» What is required
Within the records below, how many lines contain "orderInCategory"? The answer is that number alone.

- Opening Delimiter -

impl<'a> AttributeReader<'a> {
    fn new(tag: &'static str, attrs: &'a Attributes, resources: &'a ResourceTable) -> Self {
        Self {
            tag,
            attrs,
            resources,
        }
    }

    fn has(&self, name: &str) -> bool {
        self.attrs.contains(name)
    }

    fn raw(&self, name: &str) -> Option<&'a str> {
        self.attrs.get(name)
    }

    /// Parse a present attribute; invalid values are logged and treated as absent
    fn parse<T>(&self, name: &str, kind: &str, f: impl FnOnce(&str) -> Option<T>) -> Option<T> {
        let value = self.raw(name)?;
        let parsed = f(value);
        if parsed.is_none() {
            warn!(
                "Ignoring <{}> attribute '{}': '{}' is not a valid {}",
                self.tag, name, value, kind
            );
        }
        parsed
    }

    fn bool(&self, name: &str) -> Option<bool> {
        self.parse(name, "boolean", parse_bool)
    }

    fn int(&self, name: &str) -> Option<i64> {
        self.parse(name, "integer", parse_int)
    }

    fn reference(&self, name: &str) -> Option<ResourceRef> {
        self.parse(name, "resource reference", ResourceRef::parse)
    }

    fn id(&self, name: &str) -> Option<i32> {
        let resources = self.resources;
        self.parse(name, "id", |value| {
            if let Some(reference) = ResourceRef::parse(value) {
                return reference
                    .is_kind("id")
                    .then(|| resources.id_for(&reference));
            }
            parse_int(value).and_then(|v| i32::try_from(v).ok())
        })
    }

    /// Literal text or an `@string/` reference
    fn text(&self, name: &str) -> Option<String> {
        let value = self.raw(name)?;
        let reference = match ResourceRef::parse(value) {
            Some(r) if r.is_kind("string") && !r.theme_attribute => r,
            _ => return Some(value.to_string()),
        };

        match self.resources.string(&reference.name) {
            Some(resolved) => Some(resolved.to_string()),
            None => {
                debug!("Unresolved string {} on <{}> '{}'", reference, self.tag, name);
                Some(value.to_string())
            }
        }
    }

    /// Shortcuts use the first character of the attribute string
    fn shortcut(&self, name: &str) -> Option<char> {
        self.raw(name).and_then(|value| value.chars().next())
    }

    /// Negative integers are the explicit unset sentinel
    fn show_as_action(&self) -> Option<ShowAsAction> {
        let unset = self
            .raw("showAsAction")
            .and_then(parse_int)
            .map(|v| v < 0)
            .unwrap_or(false);
        if unset {
            return None;
        }
        self.parse("showAsAction", "showAsAction value", ShowAsAction::parse)
    }

    fn tint_list(&self, name: &str) -> Option<TintList> {
        let resources = self.resources;
        self.parse(name, "color", |value| {
            if let Some(argb) = parse_color_literal(value) {
                return Some(TintList::Color(argb));
            }
            let reference = ResourceRef::parse(value)?;
            if reference.is_kind("color") && !reference.theme_attribute {
                if let Some(argb) = resources.color(&reference.name) {
                    return Some(TintList::Color(argb));
                }
            }
            Some(TintList::Reference(reference))
        })
    }
}

/// Mutable record of group defaults and the pending item for one menu level
#[derive(Debug)]
pub struct ScopeState {
    defaults: ScopeDefaults,
    group: GroupState,
    item: PendingItem,
    item_added: bool,
}

impl ScopeState {
    pub fn new(defaults: ScopeDefaults) -> Self {
        let mut state = Self {
            defaults,
            group: GroupState::baseline(&defaults),
            item: PendingItem::default(),
            item_added: false,
        };
        state.item.group_id = defaults.group_id;
        state.item.id = defaults.item_id;
        state.item.order_key = pack_order(defaults.category, defaults.order);
        state.item.alphabetic_modifiers = defaults.shortcut_modifiers;
        state.item.numeric_modifiers = defaults.shortcut_modifiers;
        state.item.checkable = defaults.checkable;
        state.item.checked = defaults.checked;
        state.item.visible = defaults.visible;
        state.item.enabled = defaults.enabled;
        state
    }

    /// Return the group defaults to the baseline
    pub fn reset_group(&mut self) {
        self.group = GroupState::baseline(&self.defaults);
    }

    /// Capture a `<group>` tag: baseline first, then whatever the tag sets
    pub fn read_group(&mut self, attrs: &Attributes, resources: &ResourceTable) {
        self.reset_group();
        let reader = AttributeReader::new("group", attrs, resources);

        if let Some(id) = reader.id("id") {
            self.group.id = id;
        }
        if let Some(category) = reader.parse("menuCategory", "menu category", Category::parse) {
            self.group.category = category;
        }
        if let Some(order) = reader.int("orderInCategory") {
            self.group.order = order as u32;
        }
        if let Some(mode) =
            reader.parse("checkableBehavior", "checkable behavior", CheckableMode::parse_behavior)
        {
            self.group.checkable = mode;
        }
        if let Some(visible) = reader.bool("visible") {
            self.group.visible = visible;
        }
        if let Some(enabled) = reader.bool("enabled") {
            self.group.enabled = enabled;
        }

        trace!("Group defaults now {:?}", self.group);
    }

    /// Capture an `<item>` tag; creation is deferred
    pub fn read_item(
        &mut self,
        attrs: &Attributes,
        resources: &ResourceTable,
        registry: &ExtensionRegistry,
    ) {
        let reader = AttributeReader::new("item", attrs, resources);
        let defaults = self.defaults;
        let group = &self.group;

        let category = reader
            .parse("menuCategory", "menu category", Category::parse)
            .unwrap_or(group.category);
        let order = reader
            .int("orderInCategory")
            .map(|v| v as u32)
            .unwrap_or(group.order);

        let checkable = if reader.has("checkable") {
            match reader.bool("checkable") {
                Some(true) => CheckableMode::All,
                Some(false) => CheckableMode::None,
                None => group.checkable,
            }
        } else {
            group.checkable
        };

        let action_layout = reader.reference("actionLayout");
        let action_view_class = reader.raw("actionViewClass").map(str::to_string);
        let action_provider_class = reader.raw("actionProviderClass").map(str::to_string);

        let action_provider = match &action_provider_class {
            Some(class) if action_layout.is_none() && action_view_class.is_none() => {
                match registry.create_action_provider(class) {
                    Ok(provider) => Some(provider),
                    Err(e) => {
                        warn!("Cannot instantiate action provider, ignoring it: {}", e);
                        None
                    }
                }
            }
            Some(_) => {
                warn!("Ignoring attribute 'actionProviderClass'. Action view already specified.");
                None
            }
            None => None,
        };

        self.item = PendingItem {
            group_id: group.id,
            id: reader.id("id").unwrap_or(defaults.item_id),
            order_key: pack_order(category, order),
            title: reader.text("title"),
            title_condensed: reader.text("titleCondensed"),
            icon: reader.reference("icon"),
            // Tint is never inherited from the previous item
            icon_tint_list: reader.tint_list("iconTint"),
            icon_tint_mode: reader.parse("iconTintMode", "tint mode", BlendMode::parse),
            alphabetic_shortcut: reader.shortcut("alphabeticShortcut"),
            alphabetic_modifiers: reader
                .parse("alphabeticModifiers", "modifier list", Modifiers::parse)
                .unwrap_or(defaults.shortcut_modifiers),
            numeric_shortcut: reader.shortcut("numericShortcut"),
            numeric_modifiers: reader
                .parse("numericModifiers", "modifier list", Modifiers::parse)
                .unwrap_or(defaults.shortcut_modifiers),
            checkable,
            checked: reader.bool("checked").unwrap_or(defaults.checked),
            visible: reader.bool("visible").unwrap_or(group.visible),
            enabled: reader.bool("enabled").unwrap_or(group.enabled),
            show_as_action: reader.show_as_action(),
            on_click: reader.raw("onClick").map(str::to_string),
            action_layout,
            action_view_class,
            action_provider,
            content_description: reader.text("contentDescription"),
            tooltip_text: reader.text("tooltipText"),
        };
        self.item_added = false;

        trace!(
            "Pending item id={} order=0x{:08x} title={:?}",
            self.item.id,
            self.item.order_key,
            self.item.title
        );
    }

    pub fn has_added_item(&self) -> bool {
        self.item_added
    }

    /// Whether the pending item's provider wants a submenu
    pub fn provider_has_sub_menu(&self) -> bool {
        self.item
            .action_provider
            .as_ref()
            .map(|p| p.has_sub_menu())
            .unwrap_or(false)
    }

    /// Materialize the pending item at `</item>`
    pub fn add_item(&mut self, sink: &mut dyn MenuSink, registry: &ExtensionRegistry) {
        self.item_added = true;
        if self.provider_has_sub_menu() {
            debug!("Action provider owns a submenu, adding item {} as submenu", self.item.id);
            let sub_menu = sink.add_sub_menu(
                self.item.group_id,
                self.item.id,
                self.item.order_key,
                self.item.title.as_deref(),
            );
            self.apply(sub_menu.anchor_item(), registry);
        } else {
            let item = sink.add_item(
                self.item.group_id,
                self.item.id,
                self.item.order_key,
                self.item.title.as_deref(),
            );
            self.apply(item, registry);
        }
    }

    /// Materialize the pending item as a submenu, for a nested `<menu>`
    pub fn add_sub_menu<'s>(
        &mut self,
        sink: &'s mut dyn MenuSink,
        registry: &ExtensionRegistry,
    ) -> &'s mut dyn SubMenuSink {
        self.item_added = true;
        let sub_menu = sink.add_sub_menu(
            self.item.group_id,
            self.item.id,
            self.item.order_key,
            self.item.title.as_deref(),
        );
        self.apply(sub_menu.anchor_item(), registry);
        sub_menu
    }

    fn apply(&mut self, item: &mut dyn MenuItemSink, registry: &ExtensionRegistry) {
        let pending = &mut self.item;

        item.set_checked(pending.checked);
        item.set_visible(pending.visible);
        item.set_enabled(pending.enabled);
        item.set_checkable(pending.checkable.is_checkable());
        if let Some(title) = &pending.title_condensed {
            item.set_title_condensed(title);
        }
        if let Some(icon) = &pending.icon {
            item.set_icon(icon);
        }
        if let Some(flags) = pending.show_as_action {
            item.set_show_as_action(flags);
        }
        if let Some(method) = &pending.on_click {
            item.set_on_click(method);
        }
        if pending.checkable == CheckableMode::Exclusive {
            item.set_exclusive_checkable(true);
        }

        if let Some(class) = &pending.action_view_class {
            match registry.create_action_view(class) {
                Ok(view) => item.set_action_view(view),
                Err(e) => warn!("Cannot instantiate action view, ignoring it: {}", e),
            }
            if pending.action_layout.is_some() {
                warn!("Ignoring attribute 'actionLayout'. Action view already specified.");
            }
        } else if let Some(layout) = &pending.action_layout {
            item.set_action_view_layout(layout);
        }
        if let Some(provider) = pending.action_provider.take() {
            item.set_action_provider(provider);
        }

        if let Some(text) = &pending.content_description {
            item.set_content_description(text);
        }
        if let Some(text) = &pending.tooltip_text {
            item.set_tooltip_text(text);
        }
        if let Some(key) = pending.alphabetic_shortcut {
            item.set_alphabetic_shortcut(Shortcut {
                key,
                modifiers: pending.alphabetic_modifiers,
            });
        }
        if let Some(key) = pending.numeric_shortcut {
            item.set_numeric_shortcut(Shortcut {
                key,
                modifiers: pending.numeric_modifiers,
            });
        }
        if let Some(mode) = pending.icon_tint_mode {
            item.set_icon_tint_mode(mode);
        }
        if let Some(tint) = &pending.icon_tint_list {
            item.set_icon_tint_list(tint);
        }
    }
}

- Closing Delimiter -

» Task result
2